If, while attempting to SSH into an EC2 instance, you receive the ‘Permission denied (public key)’ error then this means that an ssh directory with the key is missing on the EC2 instance. Many users trying to connect to their EC2 instances for the first time are having a separate problem. This article will explore the reasons this error happens, and provide some ways to solve the problem.
This error usually shows when the SSH client cannot authenticate with an EC2 instance using the provided key pair. Due to secure access, AWS EC2 instances use public private key pair authentication. The client is denied access if the instance fails to correctly authenticate the client.
That just means authentication failed. Most common reasons:
In addition, if you have accidentally edited the `/home/<username>/.ssh/authorized_keys` on the EC2 instance, authentication might also fail.

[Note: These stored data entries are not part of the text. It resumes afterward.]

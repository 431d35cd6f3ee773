use super::{Context, non_blank};
use crate::error::{FinicityError, Resource};
use crate::models::{Institution, InstitutionDetails, Institutions, LoginForm};
use crate::transport::Request;
use reqwest::StatusCode;

/// Filters for [`InstitutionOperations::get_institutions`].
#[derive(Debug, Clone, Default, PartialEq, Eq)]
pub struct InstitutionQuery {
    pub search: Option<String>,
    pub start: Option<u32>,
    pub limit: Option<u32>,
}

impl InstitutionQuery {
    pub fn search(text: impl Into<String>) -> Self {
        Self {
            search: Some(text.into()),
            ..Self::default()
        }
    }
}

/// Read-only institution metadata.
#[derive(Debug, Clone)]
pub struct InstitutionOperations {
    context: Context,
}

impl InstitutionOperations {
    pub(crate) fn new(context: Context) -> Self {
        Self { context }
    }

    pub async fn get_institutions(
        &self,
        query: &InstitutionQuery,
    ) -> Result<Vec<Institution>, FinicityError> {
        let request = Request::get(&["v1", "institutions"])
            .query_opt("search", non_blank(query.search.as_deref()))
            .query_opt("start", query.start)
            .query_opt("limit", query.limit);
        let institutions: Institutions = self
            .context
            .fetch(Resource::Institution, request, StatusCode::OK)
            .await?;
        Ok(institutions.institutions)
    }

    pub async fn get_institution(&self, institution_id: &str) -> Result<Institution, FinicityError> {
        let request = Request::get(&["v1", "institutions", institution_id]);
        self.context
            .fetch(Resource::Institution, request, StatusCode::OK)
            .await
    }

    /// Institution record together with its login form.
    pub async fn get_institution_details(
        &self,
        institution_id: &str,
    ) -> Result<InstitutionDetails, FinicityError> {
        let request = Request::get(&["v1", "institutions", institution_id, "details"]);
        self.context
            .fetch(Resource::Institution, request, StatusCode::OK)
            .await
    }

    pub async fn get_institution_login_form(
        &self,
        institution_id: &str,
    ) -> Result<LoginForm, FinicityError> {
        let request = Request::get(&["v1", "institutions", institution_id, "loginForm"]);
        self.context
            .fetch(Resource::Institution, request, StatusCode::OK)
            .await
    }
}
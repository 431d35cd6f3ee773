use super::deserialize_decimal_opt;
use super::institution::LoginForm;
use chrono::{DateTime, Utc};
use rust_decimal::Decimal;
use serde::{Deserialize, Serialize};

#[derive(Debug, Clone, Copy, PartialEq, Eq, Serialize, Deserialize)]
#[serde(rename_all = "camelCase")]
pub enum AccountType {
    Checking,
    Savings,
    Cd,
    MoneyMarket,
    CreditCard,
    LineOfCredit,
    Investment,
    InvestmentTaxDeferred,
    EmployeeStockPurchasePlan,
    Ira,
    #[serde(rename = "401k")]
    Retirement401k,
    Roth,
    #[serde(rename = "403b")]
    Retirement403b,
    #[serde(rename = "529")]
    Savings529,
    Rollover,
    Ugma,
    Utma,
    Keogh,
    #[serde(rename = "457")]
    Retirement457,
    #[serde(rename = "401a")]
    Retirement401a,
    Mortgage,
    Loan,
    #[serde(other)]
    Unknown,
}

#[derive(Debug, Clone, Copy, PartialEq, Eq, Serialize, Deserialize)]
#[serde(rename_all = "camelCase")]
pub enum AccountStatus {
    Pending,
    Active,
    #[serde(other)]
    Unknown,
}

#[derive(Debug, Clone, PartialEq, Serialize, Deserialize)]
#[serde(rename = "account", rename_all = "camelCase")]
pub struct Account {
    pub id: String,
    pub number: String,
    pub name: String,
    #[serde(rename = "type")]
    pub account_type: AccountType,
    pub status: AccountStatus,
    #[serde(
        default,
        deserialize_with = "deserialize_decimal_opt",
        skip_serializing_if = "Option::is_none"
    )]
    pub balance: Option<Decimal>,
    #[serde(default, skip_serializing_if = "Option::is_none")]
    pub aggregation_status_code: Option<i32>,
    #[serde(default, skip_serializing_if = "Option::is_none")]
    pub customer_id: Option<String>,
    #[serde(default, skip_serializing_if = "Option::is_none")]
    pub institution_id: Option<String>,
    #[serde(
        default,
        with = "chrono::serde::ts_seconds_option",
        skip_serializing_if = "Option::is_none"
    )]
    pub balance_date: Option<DateTime<Utc>>,
    #[serde(
        default,
        with = "chrono::serde::ts_seconds_option",
        skip_serializing_if = "Option::is_none"
    )]
    pub aggregation_success_date: Option<DateTime<Utc>>,
    #[serde(
        default,
        with = "chrono::serde::ts_seconds_option",
        skip_serializing_if = "Option::is_none"
    )]
    pub aggregation_attempt_date: Option<DateTime<Utc>>,
    #[serde(
        default,
        with = "chrono::serde::ts_seconds_option",
        skip_serializing_if = "Option::is_none"
    )]
    pub created_date: Option<DateTime<Utc>>,
    #[serde(
        default,
        with = "chrono::serde::ts_seconds_option",
        skip_serializing_if = "Option::is_none"
    )]
    pub last_updated_date: Option<DateTime<Utc>>,
    #[serde(default, skip_serializing_if = "Option::is_none")]
    pub detail: Option<String>,
}

#[derive(Debug, Clone, Default, PartialEq, Serialize, Deserialize)]
#[serde(rename = "accounts")]
pub struct Accounts {
    #[serde(rename = "account", default)]
    pub accounts: Vec<Account>,
}

/// Institution credentials submitted when adding or discovering accounts.
#[derive(Debug, Clone, PartialEq, Eq, Serialize, Deserialize)]
#[serde(rename = "accounts")]
pub struct AccountLoginForm {
    pub credentials: LoginForm,
}

impl From<LoginForm> for AccountLoginForm {
    fn from(credentials: LoginForm) -> Self {
        Self { credentials }
    }
}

It is often unclear from the AMI image description as to what the username (point 2) is, but on the EC2 side, the AWS EC2 documentation will normally help.
Pro Tip: Use the `-v` option with your SSH command to enable verbose mode and get more detailed information on why the authentication is failing.
Finally, if we try to access an AWS EC2 instance, we need to take care of the ‘Permission denied (public key)’ error and here we need to validate key pair, username and instance details. Once you start using verbose mode, it allows you to quickly find and resolve any authentication related issue that follows the above steps.